> **Problem to work on**:
Print all records exactly, leaving nothing out.

----------

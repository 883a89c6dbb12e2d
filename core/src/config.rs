//! Engine Configuration
//!
//! Endpoint addresses, timeouts, and the reconnect policy. Everything can
//! be overridden from the environment under the `DATACHAT_*` prefix, with
//! defaults matching the reference backend (`localhost:8000`).

use std::time::Duration;

use serde::{Deserialize, Serialize};

/// Backoff policy for transport reconnection
///
/// Bounded growth, indefinite retries: the transport never gives up on its
/// own, only explicit disposal stops it. Jitter spreads simultaneous
/// reconnect storms when several clients lose the same backend.
#[derive(Clone, Debug, Serialize, Deserialize)]
pub struct ReconnectPolicy {
    /// Delay before the first retry (milliseconds)
    pub initial_delay_ms: u64,
    /// Ceiling for the retry delay (milliseconds)
    pub max_delay_ms: u64,
    /// Growth factor applied after each failed attempt
    pub multiplier: u32,
    /// Whether to add up to 25% random jitter to each delay
    pub jitter: bool,
}

impl Default for ReconnectPolicy {
    fn default() -> Self {
        Self {
            initial_delay_ms: 500,
            max_delay_ms: 30_000,
            multiplier: 2,
            jitter: true,
        }
    }
}

impl ReconnectPolicy {
    /// Delay before the first retry
    #[must_use]
    pub fn initial_delay(&self) -> Duration {
        Duration::from_millis(self.initial_delay_ms)
    }

    /// Next delay after `current`, grown and clamped, with jitter applied
    #[must_use]
    pub fn next_delay(&self, current: Duration) -> Duration {
        let grown = current
            .as_millis()
            .saturating_mul(u128::from(self.multiplier.max(1)));
        let clamped = grown.min(u128::from(self.max_delay_ms)) as u64;
        Duration::from_millis(self.apply_jitter(clamped))
    }

    fn apply_jitter(&self, delay_ms: u64) -> u64 {
        if !self.jitter || delay_ms == 0 {
            return delay_ms;
        }
        let spread = delay_ms / 4;
        if spread == 0 {
            return delay_ms;
        }
        delay_ms + rand::Rng::gen_range(&mut rand::thread_rng(), 0..=spread)
    }
}

/// Engine configuration
#[derive(Clone, Debug, Serialize, Deserialize)]
pub struct EngineConfig {
    /// WebSocket endpoint for the chat protocol
    pub ws_url: String,
    /// HTTP base URL for the configuration handshake
    pub http_url: String,
    /// Whether a database must be configured before connecting
    pub require_configuration: bool,
    /// Transport handshake timeout (milliseconds)
    pub connect_timeout_ms: u64,
    /// HTTP request timeout for the configuration call (milliseconds)
    pub request_timeout_ms: u64,
    /// Reconnect backoff policy
    pub reconnect: ReconnectPolicy,
}

impl Default for EngineConfig {
    fn default() -> Self {
        Self {
            ws_url: "ws://localhost:8000/ws".to_string(),
            http_url: "http://localhost:8000".to_string(),
            require_configuration: false,
            connect_timeout_ms: 5000,
            request_timeout_ms: 30_000,
            reconnect: ReconnectPolicy::default(),
        }
    }
}

impl EngineConfig {
    /// Load configuration from environment variables
    ///
    /// Environment variables:
    /// - `DATACHAT_WS_URL`: WebSocket endpoint
    /// - `DATACHAT_HTTP_URL`: HTTP base URL
    /// - `DATACHAT_REQUIRE_CONFIG`: "1" or "true" to lock the send path
    ///   until a database is configured
    /// - `DATACHAT_CONNECT_TIMEOUT`: handshake timeout in ms
    /// - `DATACHAT_REQUEST_TIMEOUT`: configuration request timeout in ms
    /// - `DATACHAT_RECONNECT_INITIAL`: first retry delay in ms
    /// - `DATACHAT_RECONNECT_MAX`: retry delay ceiling in ms
    #[must_use]
    pub fn from_env() -> Self {
        let defaults = Self::default();
        let reconnect_defaults = ReconnectPolicy::default();

        Self {
            ws_url: std::env::var("DATACHAT_WS_URL").unwrap_or(defaults.ws_url),
            http_url: std::env::var("DATACHAT_HTTP_URL").unwrap_or(defaults.http_url),
            require_configuration: std::env::var("DATACHAT_REQUIRE_CONFIG")
                .map(|v| v == "1" || v.to_lowercase() == "true")
                .unwrap_or(defaults.require_configuration),
            connect_timeout_ms: env_u64("DATACHAT_CONNECT_TIMEOUT", defaults.connect_timeout_ms),
            request_timeout_ms: env_u64("DATACHAT_REQUEST_TIMEOUT", defaults.request_timeout_ms),
            reconnect: ReconnectPolicy {
                initial_delay_ms: env_u64(
                    "DATACHAT_RECONNECT_INITIAL",
                    reconnect_defaults.initial_delay_ms,
                ),
                max_delay_ms: env_u64("DATACHAT_RECONNECT_MAX", reconnect_defaults.max_delay_ms),
                ..reconnect_defaults
            },
        }
    }

    /// Create a config suitable for tests (short timers, no jitter)
    #[must_use]
    pub fn for_testing() -> Self {
        Self {
            connect_timeout_ms: 200,
            request_timeout_ms: 500,
            reconnect: ReconnectPolicy {
                initial_delay_ms: 10,
                max_delay_ms: 50,
                multiplier: 2,
                jitter: false,
            },
            ..Self::default()
        }
    }

    /// Full URL of the configuration endpoint
    #[must_use]
    pub fn configure_endpoint(&self) -> String {
        format!("{}/configure-database", self.http_url.trim_end_matches('/'))
    }

    /// Transport handshake timeout
    #[must_use]
    pub fn connect_timeout(&self) -> Duration {
        Duration::from_millis(self.connect_timeout_ms)
    }

    /// Configuration request timeout
    #[must_use]
    pub fn request_timeout(&self) -> Duration {
        Duration::from_millis(self.request_timeout_ms)
    }
}

fn env_u64(name: &str, default: u64) -> u64 {
    std::env::var(name)
        .ok()
        .and_then(|v| v.parse().ok())
        .unwrap_or(default)
}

----------

> **Solution**:
repository 883a89c6dbb12e2d
filename core/src/config.rs
//! Engine Configuration
//!
//! Endpoint addresses, timeouts, and the reconnect policy. Everything can
//! be overridden from the environment under the `DATACHAT_*` prefix, with
//! defaults matching the reference backend (`localhost:8000`).

use std::time::Duration;

use serde::{Deserialize, Serialize};

/// Backoff policy for transport reconnection
///
/// Bounded growth, indefinite retries: the transport never gives up on its
/// own, only explicit disposal stops it. Jitter spreads simultaneous
/// reconnect storms when several clients lose the same backend.
#[derive(Clone, Debug, Serialize, Deserialize)]
pub struct ReconnectPolicy {
    /// Delay before the first retry (milliseconds)
    pub initial_delay_ms: u64,
    /// Ceiling for the retry delay (milliseconds)
    pub max_delay_ms: u64,
    /// Growth factor applied after each failed attempt
    pub multiplier: u32,
    /// Whether to add up to 25% random jitter to each delay
    pub jitter: bool,
}

impl Default for ReconnectPolicy {
    fn default() -> Self {
        Self {
            initial_delay_ms: 500,
            max_delay_ms: 30_000,
            multiplier: 2,
            jitter: true,
        }
    }
}

impl ReconnectPolicy {
    /// Delay before the first retry
    #[must_use]
    pub fn initial_delay(&self) -> Duration {
        Duration::from_millis(self.initial_delay_ms)
    }

    /// Next delay after `current`, grown and clamped, with jitter applied
    #[must_use]
    pub fn next_delay(&self, current: Duration) -> Duration {
        let grown = current
            .as_millis()
            .saturating_mul(u128::from(self.multiplier.max(1)));
        let clamped = grown.min(u128::from(self.max_delay_ms)) as u64;
        Duration::from_millis(self.apply_jitter(clamped))
    }

    fn apply_jitter(&self, delay_ms: u64) -> u64 {
        if !self.jitter || delay_ms == 0 {
            return delay_ms;
        }
        let spread = delay_ms / 4;
        if spread == 0 {
            return delay_ms;
        }
        delay_ms + rand::Rng::gen_range(&mut rand::thread_rng(), 0..=spread)
    }
}

/// Engine configuration
#[derive(Clone, Debug, Serialize, Deserialize)]
pub struct EngineConfig {
    /// WebSocket endpoint for the chat protocol
    pub ws_url: String,
    /// HTTP base URL for the configuration handshake
    pub http_url: String,
    /// Whether a database must be configured before connecting
    pub require_configuration: bool,
    /// Transport handshake timeout (milliseconds)
    pub connect_timeout_ms: u64,
    /// HTTP request timeout for the configuration call (milliseconds)
    pub request_timeout_ms: u64,
    /// Reconnect backoff policy
    pub reconnect: ReconnectPolicy,
}

impl Default for EngineConfig {
    fn default() -> Self {
        Self {
            ws_url: "ws://localhost:8000/ws".to_string(),
            http_url: "http://localhost:8000".to_string(),
            require_configuration: false,
            connect_timeout_ms: 5000,
            request_timeout_ms: 30_000,
            reconnect: ReconnectPolicy::default(),
        }
    }
}

impl EngineConfig {
    /// Load configuration from environment variables
    ///
    /// Environment variables:
    /// - `DATACHAT_WS_URL`: WebSocket endpoint
    /// - `DATACHAT_HTTP_URL`: HTTP base URL
    /// - `DATACHAT_REQUIRE_CONFIG`: "1" or "true" to lock the send path
    ///   until a database is configured
    /// - `DATACHAT_CONNECT_TIMEOUT`: handshake timeout in ms
    /// - `DATACHAT_REQUEST_TIMEOUT`: configuration request timeout in ms
    /// - `DATACHAT_RECONNECT_INITIAL`: first retry delay in ms
    /// - `DATACHAT_RECONNECT_MAX`: retry delay ceiling in ms
    #[must_use]
    pub fn from_env() -> Self {
        let defaults = Self::default();
        let reconnect_defaults = ReconnectPolicy::default();

        Self {
            ws_url: std::env::var("DATACHAT_WS_URL").unwrap_or(defaults.ws_url),
            http_url: std::env::var("DATACHAT_HTTP_URL").unwrap_or(defaults.http_url),
            require_configuration: std::env::var("DATACHAT_REQUIRE_CONFIG")
                .map(|v| v == "1" || v.to_lowercase() == "true")
                .unwrap_or(defaults.require_configuration),
            connect_timeout_ms: env_u64("DATACHAT_CONNECT_TIMEOUT", defaults.connect_timeout_ms),
            request_timeout_ms: env_u64("DATACHAT_REQUEST_TIMEOUT", defaults.request_timeout_ms),
            reconnect: ReconnectPolicy {
                initial_delay_ms: env_u64(
                    "DATACHAT_RECONNECT_INITIAL",
                    reconnect_defaults.initial_delay_ms,
                ),
                max_delay_ms: env_u64("DATACHAT_RECONNECT_MAX", reconnect_defaults.max_delay_ms),
                ..reconnect_defaults
            },
        }
    }

    /// Create a config suitable for tests (short timers, no jitter)
    #[must_use]
    pub fn for_testing() -> Self {
        Self {
            connect_timeout_ms: 200,
            request_timeout_ms: 500,
            reconnect: ReconnectPolicy {
                initial_delay_ms: 10,
                max_delay_ms: 50,
                multiplier: 2,
                jitter: false,
            },
            ..Self::default()
        }
    }

    /// Full URL of the configuration endpoint
    #[must_use]
    pub fn configure_endpoint(&self) -> String {
        format!("{}/configure-database", self.http_url.trim_end_matches('/'))
    }

    /// Transport handshake timeout
    #[must_use]
    pub fn connect_timeout(&self) -> Duration {
        Duration::from_millis(self.connect_timeout_ms)
    }

    /// Configuration request timeout
    #[must_use]
    pub fn request_timeout(&self) -> Duration {
        Duration::from_millis(self.request_timeout_ms)
    }
}

fn env_u64(name: &str, default: u64) -> u64 {
    std::env::var(name)
        .ok()
        .and_then(|v| v.parse().ok())
        .unwrap_or(default)
}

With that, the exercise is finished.